If this type of vigilantism is seemingly good in some cases, and downright irresponsible in others, perhaps we should come to realize that these types of things should be left to the proper channels to deal with instead of taking it upon ourselves to make things right (or wrong).
In other vigilante news today, eBaumsworld.com vs. YTMND. This post on vitalsecurity.org seems to go over the issues pretty well (read original post). Essentially, the YTMND community along with a few other website communities have taken it upon themselves to fight back at eBaumsworld over habitual copyright infringement. eBaumsworld in the past has had less than great integrity regarding copyright. They even leeched a piece of software from Sega earlier this month. Besides the copyright infringement, in this case they even managed to reap the benefits of the incoming advertising dollars without paying for the bandwidth (tab picked up by Sega).
The funny thing is that this is all over a Lindsay Lohan image set, which since the infringement has been amended to reflect a copyright by the author.

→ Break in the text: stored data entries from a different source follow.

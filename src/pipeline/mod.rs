// Persona pipeline: normalization, classification, filtering and heat aggregation

pub mod processing;

// Re-export the stages so callers can write `pipeline::normalize::normalize`
pub use processing::{classify, filter, heat, normalize};
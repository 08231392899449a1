// HTTP adapters for the application ports

pub mod directory_feed;
pub mod http_client;
pub mod map_point_feed;
pub mod nominatim;

pub use directory_feed::HttpDirectoryFeed;
pub use map_point_feed::HttpMapPointFeed;
pub use nominatim::NominatimGeocoder;
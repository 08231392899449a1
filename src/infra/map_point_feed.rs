use async_trait::async_trait;
use reqwest::Client;
use tracing::{debug, instrument};

use crate::app::ports::MapPointFeedPort;
use crate::config::MapPointsConfig;
use crate::constants::MAP_POINTS_FEED;
use crate::error::Result;
use crate::infra::http_client::{build_client, feed_error};
use crate::observability::metrics;
use crate::types::RawRecord;

/// HTTP adapter for the map-locations feed (JSON array of `{lat, lng, intensity?}`)
pub struct HttpMapPointFeed {
    client: Client,
    url: String,
}

impl HttpMapPointFeed {
    pub fn new(config: &MapPointsConfig) -> Result<Self> {
        Ok(Self {
            client: build_client(config.timeout_seconds, None)?,
            url: config.url.clone(),
        })
    }
}

#[async_trait]
impl MapPointFeedPort for HttpMapPointFeed {
    #[instrument(skip(self))]
    async fn fetch_points(&self) -> Result<Vec<RawRecord>> {
        debug!("GET {}", self.url);

        let points: Vec<RawRecord> = self
            .client
            .get(&self.url)
            .send()
            .await
            .and_then(|resp| resp.error_for_status())
            .map_err(feed_error(MAP_POINTS_FEED))?
            .json()
            .await
            .map_err(feed_error(MAP_POINTS_FEED))?;

        metrics::feeds::request_succeeded(MAP_POINTS_FEED, points.len());
        Ok(points)
    }
}
use crate::pipeline::processing::classify::classify;
use crate::types::{CategoryFilter, FilterState, MapPin, Persona};

/// Whether a single persona passes the filter.
///
/// The stored category is classified again before comparing. Personas built
/// outside the normalizer may still carry a raw label, and classification is
/// idempotent for canonical ones.
pub fn matches(persona: &Persona, state: &FilterState) -> bool {
    let type_match = match state.category {
        CategoryFilter::All => true,
        CategoryFilter::Only(wanted) => classify(persona.category.as_str()) == wanted,
    };
    let rating_match = state.min_rating <= 0.0 || persona.rating >= state.min_rating;
    type_match && rating_match
}

/// Narrow a persona collection, keeping the original relative order.
pub fn filter(personas: &[Persona], state: &FilterState) -> Vec<Persona> {
    personas
        .iter()
        .filter(|p| matches(p, state))
        .cloned()
        .collect()
}

/// Pins for the personas that carry coordinates, in input order.
pub fn map_pins(personas: &[Persona]) -> Vec<MapPin> {
    personas.iter().filter_map(Persona::map_pin).collect()
}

Now if eBaumsworld had a better reputation, I think this mistake would have been forgiven. But they have consistently stepped on other artists’ toes to further their own gains. The community’s distaste with eBaumsworld came to a head last night and the vigilantes managed to shut down eBaumworlds’s forums.
I personally don’t agree with what eBaumsworld has done in this case, and in many other cases. There is a great Wikipedia article on their exploits (see article) which has been temporarily been frozen due to recent vandalism. Their history has shown that they don’t play by the rules and that is unacceptable. They remind me of the priceritephoto.com people in many ways.
Here is another case where vigilante justice is seemingly good. But if this type of action forms a new paradigm that is widely acceptable, it will not be good for the Internet as an entity. If it becomes commonplace for a relatively small group of people to crash a server because they do not agree with what it stands for, then the integrity of the Internet steps down to the integrity of organized crime.
June 7th, 2006 at 4:37 pm
[…] If you look at the folks at PriceRitePhoto.com, which I wrote about in a previous post, they have very little chance. The only difference is that they are individuals, and not a commercial entity. Based on T-Mobile’s records and logs taken from T-Mobile’s servers, the individuals know who the scumbags are and where they live. […]
November 30th, 2009 at 2:41 pm
Hmmm! Justice on the Internet? Can there really be such a thing - when most often the power of the medium itself proves stronger than the message?
I have found myself at the sharp end of an orchestrated response from a group of bloggers in & from the Philippines in my efforts to get to the bottom of (what I believed & still do) an organised scam attempt - emotional extortion.
Propaganda in skilled hands will perhaps always win the day?